En estos días de confinamiento provocado por el coronavirus COVID-19, me he vuelto a reencontrar con don Jacinto Benavente (Madrid, 1866-1954), uno de esos escritores cuyo nombre, como ocurre con el del ínclito Unamuno, siempre suele ir precedido de ese tratamiento de respeto y cortesía que se aplica a un contado número de autores.
Y eso a pesar de que nuestro flamante Premio Nobel haya sido, a su vez, una de las personas más denostadas en vida, tanto por su notoria homosexualidad nunca confesada, como por los vaivenes políticos que dio en vida.
No es nuestra intención detenernos en comentar ninguna de esas dos cuestiones con las que tuvo que bregar el autor de La Malquerida, su mayor éxito, o Los intereses creados, una verdadera obra maestra de las letras españolas. Tan solo comentar una afirmación, que adquiere la categoría de tesis, de este ínclito escritor español.
Siguiendo las aventuras de Crispín y Leandro, los protagonistas de Los intereses creados, cuya lectura o relectura no dudamos en recomendar a nuestros lectores en estos días de reposo forzado, nos encontramos con una frase corta puesta en la boca del pícaro Crispín que es, en sí misma, una síntesis de toda la obra: «… Mejor que crear afectos es crear intereses».
Entre broma y serio, Benavente va desarrollando una historia al borde del histrionismo que pone en evidencia la vulnerabilidad de los sentimientos cuando hay que confrontarlos con los intereses.
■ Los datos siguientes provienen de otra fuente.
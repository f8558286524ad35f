//! Collaborators shipped with slidecast, and the sets the server wires up.

pub mod assets;
pub mod compose;
pub mod demo;
pub mod dry_run;
pub mod huggingface;
pub mod narration;
pub mod outline;
pub mod render;

use std::sync::Arc;
use std::time::Duration;

use crate::collaborators::{NarrationSynthesizer, PaperSource};
use crate::config::PipelineConfig;
use crate::error::StageError;
use crate::fallback::ProviderChain;
use crate::runner::Collaborators;

/// Every narration provider known by name, in default priority order.
fn narration_registry(dry_run: Option<Duration>) -> ProviderChain<dyn NarrationSynthesizer> {
    let providers: Vec<Arc<dyn NarrationSynthesizer>> = match dry_run {
        Some(delay) => vec![
            Arc::new(dry_run::DryRunVoice::new("tone", delay)),
            Arc::new(dry_run::DryRunVoice::new("silence", delay)),
        ],
        None => vec![
            Arc::new(narration::ToneSynthesizer),
            Arc::new(narration::SilenceSynthesizer),
        ],
    };
    ProviderChain::new(providers)
}

/// Build the collaborator set described by `config`.
///
/// Fails when `config.narration_providers` names an unknown provider.
pub fn collaborators(config: &PipelineConfig) -> Result<Collaborators, StageError> {
    if config.dry_run {
        return dry_run_collaborators(config.dry_run_delay)
            .with_narration_order(&config.narration_providers);
    }

    let papers: Vec<Arc<dyn PaperSource>> = vec![
        Arc::new(huggingface::HuggingFacePaperSource::new(
            config.paper_source_url.clone(),
        )),
        Arc::new(demo::DemoPaperSource),
    ];

    Collaborators {
        papers: ProviderChain::new(papers),
        analyzer: Arc::new(outline::OutlineAnalyzer),
        scripts: Arc::new(outline::TemplateScriptWriter),
        planner: Arc::new(outline::BulletSlidePlanner),
        assets: Arc::new(assets::PanelAssetGenerator),
        renderer: Arc::new(render::PngSlideRenderer),
        narration: narration_registry(None),
        composer: Arc::new(compose::FfmpegVideoComposer),
    }
    .with_narration_order(&config.narration_providers)
}

/// Collaborators that perform no I/O, each call delayed by `delay`.
pub fn dry_run_collaborators(delay: Duration) -> Collaborators {
    Collaborators {
        papers: ProviderChain::new(vec![
            Arc::new(dry_run::DryRunPaperSource { delay }) as Arc<dyn PaperSource>
        ]),
        analyzer: Arc::new(outline::OutlineAnalyzer),
        scripts: Arc::new(outline::TemplateScriptWriter),
        planner: Arc::new(outline::BulletSlidePlanner),
        assets: Arc::new(dry_run::DryRunAssets { delay }),
        renderer: Arc::new(dry_run::DryRunRenderer { delay }),
        narration: narration_registry(Some(delay)),
        composer: Arc::new(dry_run::DryRunComposer { delay }),
    }
}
Con una inimitable maestría va vinculando y entrelazando la vida taimada de dos aventureros sin escrúpulos, aunque dotado uno de ellos de un gran ingenio, con la de diferentes personajes que representan a la autoridad instituida, a la justicia, al arte bohemio, al comercio, a la burguesía acomodada, a la sociedad decadente, a la familia…
Crispín, dotado de un gran ingenio, consigue ir creando una tupida red en la que va atrapando a cada uno de los contrincantes que pasan de ser enemigos irreconciliables, a convertirse en aliados que forman un solo frente con intereses comunes y confluyentes en la defensa de un único objetivo que hace de los intereses personales un fin común.
Uno a uno, todos ellos van subordinando sus sentimientos a los intereses, sin dudar en ningún momento, incluidos los representantes del orden y de la justicia, en dejar de lado los escrúpulos morales y los deberes cívicos con tal de no poner en peligro sus intereses inmediatos.
Benavente, quIeN no podía ocultar su romanticismo, deja tan sólo un títere con cabeza: el amor. Redime a Leandro y a Silvia, envueltos en un amor casto y puro, sin trampas, y los premia con un final feliz.
Digamos que se trata de una obra con moraleja. Benavente pone de relieve la fuerza del egoísmo humano, que es capaz de dejar a un lado los escrúpulos de la conciencia, de pasar por encima del orden y de la justicia, de saltarse los deberes cívicos con tal de no poner en peligro sus propios intereses. Puede ser la vanidad, el egoísmo, la ambición personal, el afán de medrar en una sociedad asaz competitiva, el miedo a ceder o a perder nuestros derechos o renunciar a nuestras ambiciones.
En definitiva, como ya hemos señalado, una muestra del egoísmo humano. Únicamente se salva una cosa: el amor. Tal y como afirma la Biblia: «El amor nunca deja de ser» (cfr. 1ª Corintios 13:4-8).